Exercise requirements:
Repeat the lines below exactly as written, please, from the line with "guarded(&mut records, guild_id)?.inherits_from" to the line with "use tierlink_core::PremiumTier;", both lines included, and no others.

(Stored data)
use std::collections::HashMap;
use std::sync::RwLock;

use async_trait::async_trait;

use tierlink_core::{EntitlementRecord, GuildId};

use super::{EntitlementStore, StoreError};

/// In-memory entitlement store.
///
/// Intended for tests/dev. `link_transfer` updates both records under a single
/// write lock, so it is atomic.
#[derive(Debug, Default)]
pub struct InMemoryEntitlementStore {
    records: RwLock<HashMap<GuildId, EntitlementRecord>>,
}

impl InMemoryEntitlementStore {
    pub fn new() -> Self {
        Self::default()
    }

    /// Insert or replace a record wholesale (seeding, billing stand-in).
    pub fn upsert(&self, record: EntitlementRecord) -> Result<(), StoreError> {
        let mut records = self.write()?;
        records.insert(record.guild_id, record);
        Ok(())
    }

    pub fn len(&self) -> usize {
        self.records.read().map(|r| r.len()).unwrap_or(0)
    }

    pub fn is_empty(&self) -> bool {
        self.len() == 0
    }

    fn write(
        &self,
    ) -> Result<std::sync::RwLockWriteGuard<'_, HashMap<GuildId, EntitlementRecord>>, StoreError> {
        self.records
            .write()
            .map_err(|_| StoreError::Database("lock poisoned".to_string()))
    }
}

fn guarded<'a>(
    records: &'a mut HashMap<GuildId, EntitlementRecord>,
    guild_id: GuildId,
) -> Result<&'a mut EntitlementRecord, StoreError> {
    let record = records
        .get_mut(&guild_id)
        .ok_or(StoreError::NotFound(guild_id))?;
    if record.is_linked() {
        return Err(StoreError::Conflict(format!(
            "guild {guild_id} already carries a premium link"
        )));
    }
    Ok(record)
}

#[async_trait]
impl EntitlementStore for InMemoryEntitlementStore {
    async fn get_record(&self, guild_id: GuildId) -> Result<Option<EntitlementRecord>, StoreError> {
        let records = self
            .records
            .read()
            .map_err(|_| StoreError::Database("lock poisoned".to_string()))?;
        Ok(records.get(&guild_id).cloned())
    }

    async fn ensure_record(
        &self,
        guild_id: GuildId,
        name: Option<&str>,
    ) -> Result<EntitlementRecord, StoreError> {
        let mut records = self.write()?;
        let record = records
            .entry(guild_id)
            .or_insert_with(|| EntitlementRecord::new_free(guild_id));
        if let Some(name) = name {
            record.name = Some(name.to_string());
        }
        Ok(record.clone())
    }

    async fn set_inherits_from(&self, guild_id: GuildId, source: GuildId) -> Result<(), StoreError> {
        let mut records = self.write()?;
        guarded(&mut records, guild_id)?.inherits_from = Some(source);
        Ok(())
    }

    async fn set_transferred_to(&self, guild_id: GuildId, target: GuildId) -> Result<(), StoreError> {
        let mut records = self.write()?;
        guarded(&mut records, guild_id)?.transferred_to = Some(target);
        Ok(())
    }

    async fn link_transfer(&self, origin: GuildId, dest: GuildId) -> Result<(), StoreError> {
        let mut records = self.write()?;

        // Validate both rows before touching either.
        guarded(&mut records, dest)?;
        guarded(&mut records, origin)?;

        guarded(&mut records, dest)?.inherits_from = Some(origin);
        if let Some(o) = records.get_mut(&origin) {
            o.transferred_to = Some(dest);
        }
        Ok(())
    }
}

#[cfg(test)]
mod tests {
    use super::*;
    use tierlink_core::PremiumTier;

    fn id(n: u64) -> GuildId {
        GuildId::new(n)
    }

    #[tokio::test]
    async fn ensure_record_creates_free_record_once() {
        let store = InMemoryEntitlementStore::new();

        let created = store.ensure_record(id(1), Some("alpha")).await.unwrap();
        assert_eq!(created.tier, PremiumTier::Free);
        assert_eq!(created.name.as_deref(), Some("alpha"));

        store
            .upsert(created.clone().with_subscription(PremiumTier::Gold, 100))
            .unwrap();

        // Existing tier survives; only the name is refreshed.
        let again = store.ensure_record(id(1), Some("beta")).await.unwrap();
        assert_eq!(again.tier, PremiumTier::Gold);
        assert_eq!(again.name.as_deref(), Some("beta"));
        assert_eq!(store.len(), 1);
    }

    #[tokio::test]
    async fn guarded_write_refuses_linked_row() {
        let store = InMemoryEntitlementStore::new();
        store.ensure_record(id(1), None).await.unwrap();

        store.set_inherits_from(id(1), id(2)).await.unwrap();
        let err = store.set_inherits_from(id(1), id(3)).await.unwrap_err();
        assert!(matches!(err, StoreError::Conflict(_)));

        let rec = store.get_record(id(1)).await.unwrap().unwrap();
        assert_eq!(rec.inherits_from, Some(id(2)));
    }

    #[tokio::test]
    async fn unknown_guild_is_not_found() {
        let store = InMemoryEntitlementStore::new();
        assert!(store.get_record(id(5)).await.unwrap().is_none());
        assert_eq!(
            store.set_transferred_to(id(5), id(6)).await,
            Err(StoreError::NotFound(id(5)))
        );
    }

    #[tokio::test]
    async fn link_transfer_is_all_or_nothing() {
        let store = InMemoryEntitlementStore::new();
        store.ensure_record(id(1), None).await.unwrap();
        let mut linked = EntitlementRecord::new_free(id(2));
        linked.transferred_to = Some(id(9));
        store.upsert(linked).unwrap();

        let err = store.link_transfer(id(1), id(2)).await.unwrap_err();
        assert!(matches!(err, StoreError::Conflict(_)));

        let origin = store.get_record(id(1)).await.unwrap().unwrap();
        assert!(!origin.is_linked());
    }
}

The answer:
        guarded(&mut records, guild_id)?.inherits_from = Some(source);
        Ok(())
    }

    async fn set_transferred_to(&self, guild_id: GuildId, target: GuildId) -> Result<(), StoreError> {
        let mut records = self.write()?;
        guarded(&mut records, guild_id)?.transferred_to = Some(target);
        Ok(())
    }

    async fn link_transfer(&self, origin: GuildId, dest: GuildId) -> Result<(), StoreError> {
        let mut records = self.write()?;

        // Validate both rows before touching either.
        guarded(&mut records, dest)?;
        guarded(&mut records, origin)?;

        guarded(&mut records, dest)?.inherits_from = Some(origin);
        if let Some(o) = records.get_mut(&origin) {
            o.transferred_to = Some(dest);
        }
        Ok(())
    }
}

#[cfg(test)]
mod tests {
    use super::*;
    use tierlink_core::PremiumTier;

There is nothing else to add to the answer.